Une thèse soutenue à l’Université Panthéon-Assas en 2023 sur L’Habeas corpus paraît aux éditions LGDJ en juin 2025. Nous ne commenterons pas un ouvrage de près de 600 pages que nous n’avons pas encore lu, mais nous effectuerons ici la recension d’une conférence prononcée le 4 juin dans le cadre de l’Association française de droit constitutionnel par son auteur, Ninon Mathieu, et intitulée « L’habeas corpus. Composante ou pilier d’une culture constitutionnelle ? Histoire, mythe, nature et fonctions d’une institution ancrée dans le constitutionnalisme occidental et la common law ».
Le titre pourra paraître rebutant aux yeux de beaucoup de nos lecteurs, le sujet n’en est pas moins de la plus haute importance.

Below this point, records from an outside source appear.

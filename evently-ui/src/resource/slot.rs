//! Per-surface ownership of loaded handles
//!
//! A [`ResourceSlot`] holds the state rendered by one display surface. It
//! releases the previous object URL whenever the state moves on, discards
//! results from superseded requests, and revokes everything once closed.

use std::cell::RefCell;
use std::collections::HashSet;
use std::rc::Rc;
use tracing::debug;

use super::loader::{ObjectUrlRegistry, SecureResourceLoader};
use super::reference::ResourceReference;
use super::state::{LoadState, LocalHandle};

/// Generation stamp of a started request
#[derive(Debug, Clone, Copy, PartialEq, Eq)]
pub struct RequestTicket(u64);

pub struct ResourceSlot {
    urls: Rc<dyn ObjectUrlRegistry>,
    state: LoadState,
    generation: u64,
    released: HashSet<String>,
    /// Handles replaced in `state` but possibly still on screen
    retired: Vec<LocalHandle>,
    closed: bool,
}

impl ResourceSlot {
    pub fn new(urls: Rc<dyn ObjectUrlRegistry>) -> Self {
        Self {
            urls,
            state: LoadState::Idle,
            generation: 0,
            released: HashSet::new(),
            retired: Vec::new(),
            closed: false,
        }
    }

    pub fn state(&self) -> &LoadState {
        &self.state
    }

    pub fn is_closed(&self) -> bool {
        self.closed
    }

    /// Start a request. The held handle is retired until [`release_retired`]
    /// is called, once the view has moved on to `Loading`.
    ///
    /// [`release_retired`]: ResourceSlot::release_retired
    pub fn begin(&mut self) -> Option<RequestTicket> {
        if self.closed {
            return None;
        }

        self.generation += 1;
        let previous = std::mem::replace(&mut self.state, LoadState::Loading);
        self.retire(previous);

        Some(RequestTicket(self.generation))
    }

    /// Drop back to `Idle`, superseding any request in flight. The held
    /// handle is retired like in [`begin`](ResourceSlot::begin).
    /// Returns false once the slot is closed.
    pub fn reset(&mut self) -> bool {
        if self.closed {
            return false;
        }

        self.generation += 1;
        let previous = std::mem::replace(&mut self.state, LoadState::Idle);
        self.retire(previous);
        true
    }

    /// Revoke handles retired by `begin` or `reset`
    pub fn release_retired(&mut self) {
        for handle in std::mem::take(&mut self.retired) {
            self.release(&handle);
        }
    }

    /// Apply the outcome of a request. Returns false when it was discarded.
    pub fn settle(&mut self, ticket: RequestTicket, outcome: LoadState) -> bool {
        if self.closed || ticket.0 != self.generation {
            debug!(
                ticket = ticket.0,
                generation = self.generation,
                closed = self.closed,
                "discarding stale load result"
            );
            self.release_state(outcome);
            return false;
        }

        let previous = std::mem::replace(&mut self.state, outcome);
        self.release_state(previous);
        true
    }

    /// Release the held handle and refuse any further results
    pub fn close(&mut self) {
        if self.closed {
            return;
        }

        self.closed = true;
        self.generation += 1;
        let previous = std::mem::take(&mut self.state);
        self.release_state(previous);
        self.release_retired();
    }

    fn retire(&mut self, state: LoadState) {
        if let Some(handle) = state.into_handle() {
            self.retired.push(handle);
        }
    }

    fn release_state(&mut self, state: LoadState) {
        if let Some(handle) = state.into_handle() {
            self.release(&handle);
        }
    }

    fn release(&mut self, handle: &LocalHandle) {
        if self.released.insert(handle.url().to_string()) {
            debug!(handle = handle.seq(), "revoking object URL");
            self.urls.revoke(handle);
        }
    }
}

impl Drop for ResourceSlot {
    fn drop(&mut self) {
        self.close();
    }
}

/// Drive one load through `slot`, calling `notify` with every state it applies.
///
/// An absent reference resets the slot to `Idle`. A replaced handle is only
/// revoked after `notify` has moved the view off it. The slot is never
/// borrowed across the fetch, so it can be closed while the request is in
/// flight.
pub async fn request<F>(
    slot: &RefCell<ResourceSlot>,
    loader: &SecureResourceLoader,
    reference: Option<&ResourceReference>,
    notify: F,
) where
    F: Fn(&LoadState),
{
    if reference.is_none() {
        if slot.borrow_mut().reset() {
            notify(&LoadState::Idle);
            slot.borrow_mut().release_retired();
        }
        return;
    }

    let Some(ticket) = slot.borrow_mut().begin() else {
        return;
    };
    notify(&LoadState::Loading);
    slot.borrow_mut().release_retired();

    let outcome = loader.load(reference).await;

    let applied = {
        let mut slot = slot.borrow_mut();
        slot.settle(ticket, outcome).then(|| slot.state().clone())
    };
    if let Some(state) = applied {
        notify(&state);
    }
}
use leptos::*;

use crate::components::{AuthModal, Button, ButtonVariant};
use crate::{api, Session};

#[component]
pub fn Home() -> impl IntoView {
    let session = expect_context::<Session>();
    let (show_auth, set_show_auth) = create_signal(false);

    let logout = move |_| {
        api::clear_token();
        session.user.set(None);
    };

    view! {
        <div class="home-page">
            <section class="hero">
                <h1>"Register for upcoming events"</h1>
                <p class="tagline">"Sign in to manage your registrations and payments."</p>
                {move || match session.user.get() {
                    Some(user) => view! {
                        <div class="session-info">
                            <span>"Signed in as " {user.name.clone()}</span>
                            {user.is_admin().then(|| view! { <a href="/admin" class="btn btn-secondary">"Admin panel"</a> })}
                            <Button variant=ButtonVariant::Ghost on_click=Callback::new(logout)>"Log out"</Button>
                        </div>
                    }
                    .into_view(),
                    None => view! {
                        <Button on_click=Callback::new(move |_| set_show_auth.set(true))>"Log in / Register"</Button>
                    }
                    .into_view(),
                }}
            </section>

            <AuthModal
                open=show_auth
                on_close=Callback::new(move |_| set_show_auth.set(false))
                on_authenticated=Callback::new(move |user| {
                    session.user.set(Some(user));
                    set_show_auth.set(false);
                })
            />
        </div>
    }
}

Le mythe de l’habeas corpus : en Angleterre
Le récit habituel autour de cette expression latine peut ainsi être résumé : il s’agirait de la consécration par les Anglais, une consécration qui aura ensuite traversé l’Atlantique, d’une grande liberté : celle de ne pas être emprisonné sans jugement. Autrement dit, l’habeas corpus serait un élément ancestral et fondamental des libertés anglaises garanti par une série de textes depuis l’acte fondateur bien connu, la Magna Carta (Grande Charte) de 1215 (arrachée à l’horrible roi Jean, vous vous souvenez ? celui contre lequel Robin des Bois a justement lutté…). Il s’opposerait à l’arbitraire et il traduirait l’incontestable supériorité de ce qui sera beaucoup plus tard considéré comme un « État de droit » face à l’absolutisme français, dont les pratiques condamnables se trouveront exemplifiées par les lettres de cachet de sinistre mémoire. D’ailleurs, la traduction de l’expression latine par un « Sois maître de ton corps » est en elle-même parlante.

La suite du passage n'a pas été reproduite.